地に足も着かないほど慌てふためきながら誰も彼もが内裏を御退出なさったので、除目の夜だったのですが、このようなやむを得ない事情だったので、官吏任官はすべて白紙撤回となってしまいました。

生き返らせようと大騒ぎなさるのですが、夜中だったため、比叡山の天台座主も他の寺院の僧侶たちもお呼びになることができません。

もう大丈夫だろうと油断していただけに、この急展開に左大臣家の方々は周章狼狽してどうしたらよいのかわからずにいます。

あちらこちらからの弔問の使いがひっきりなしに訪れるのですが、取り次いでもらうことができず、人があふれかえっており、そこにも左大臣家の激しい動揺が恐ろしいほどに見て取れました。

御物の怪が度々取り憑いて苦しめていたことをお思いになってみれば、あの時も死んだように思われたことがなくもなかったので、御枕などもそのままに寝かせておき、息を吹き返しはしないかと二三日様子を伺っていらしたのですが、次第に死相が強くなる一方だったので、もはやこれまでと見切りをつけなさる時の悲しみは言いようもありません。

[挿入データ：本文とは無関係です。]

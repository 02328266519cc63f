//! Application state shared across all request handlers.
//!
//! This module defines the `AppState` struct which holds all shared resources and
//! dependencies needed by the application. The state is initialized once during startup
//! and then cloned for each request handler through Axum's state extraction.
//!
//! The state includes:
//! - Database connection pool for data persistence
//! - Token service for issuing and verifying JWTs
//! - Mailer for outbound transactional email
//! - Stripe client for Connect onboarding and payment lookups
//! - Application URL for generating links

use sea_orm::DatabaseConnection;

use super::config::Config;
use super::error::AppError;
use super::service::{mail::Mailer, stripe::StripeClient, token::TokenService};

/// Application state containing shared resources and dependencies.
///
/// This struct holds all the shared state that needs to be accessible across
/// request handlers. It is initialized once during server startup and then
/// cloned (cheaply, as it contains reference-counted or cloneable types) for
/// each incoming request via Axum's state extraction.
///
/// All fields use cheap-to-clone types:
/// - `DatabaseConnection` is a connection pool (clones share the pool)
/// - `TokenService` holds small owned secrets
/// - `Mailer` wraps an async SMTP transport with an internal pool
/// - `StripeClient` wraps a `reqwest::Client` which uses an `Arc` internally
/// - `String` is cloned when needed
#[derive(Clone)]
pub struct AppState {
    /// Database connection pool for accessing persistent storage.
    ///
    /// This connection is shared across all requests and manages a pool of
    /// connections to the SQLite database.
    pub db: DatabaseConnection,

    /// Token service for issuing and verifying access and refresh tokens.
    pub tokens: TokenService,

    /// Mailer for sending OTP and notification emails over SMTP.
    pub mailer: Mailer,

    /// Stripe API client for Connect account onboarding and payments.
    pub stripe: StripeClient,

    /// Application base URL for generating links.
    ///
    /// Used to construct full URLs for Stripe onboarding redirects and
    /// email links.
    pub app_url: String,
}

impl AppState {
    /// Creates a new application state with the provided dependencies.
    ///
    /// This constructor is called once during server startup after all
    /// dependencies have been initialized. The resulting state is then
    /// provided to the Axum router for use in request handlers.
    ///
    /// # Arguments
    /// - `db` - Database connection pool
    /// - `http_client` - HTTP client used for Stripe API requests
    /// - `config` - Application configuration
    ///
    /// # Returns
    /// - `Ok(AppState)` - Initialized application state ready for use
    /// - `Err(AppError)` - The SMTP relay hostname is invalid
    pub fn new(
        db: DatabaseConnection,
        http_client: reqwest::Client,
        config: Config,
    ) -> Result<Self, AppError> {
        Ok(Self {
            db,
            tokens: TokenService::new(
                &config.jwt_access_secret,
                &config.jwt_refresh_secret,
                config.access_token_ttl_secs,
                config.refresh_token_ttl_secs,
            ),
            mailer: Mailer::new(
                &config.smtp_host,
                &config.smtp_username,
                &config.smtp_password,
                &config.mail_from,
            )?,
            stripe: StripeClient::new(
                http_client,
                &config.stripe_secret_key,
                &config.stripe_api_url,
            ),
            app_url: config.app_url,
        })
    }
}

光る大将殿は、妻の死という悲しみに加えて生き霊の正体も御覧になってしまったので、しみじみ男と女の関係が嫌になってしまわれ、中には光る君と深い仲になっているお方のご弔問もあったのですが、それらもすべてただただ厭わしくお思いにならずにはいられませんでした。

※雰囲気を重んじた現代語訳です。


急転直下、突然葵の上が他界してしまいました。
(||゚Д゚)ウソデショ(゚Д゚||)

無事に出産して後産も順調だとみな油断して邸内が人少なになった隙に、ということは、書かれていませんけど、隙を突いて六条御息所の生き霊がとどめを刺しに来たのでしょうか。

葵の上のご冥福を祈りつつ。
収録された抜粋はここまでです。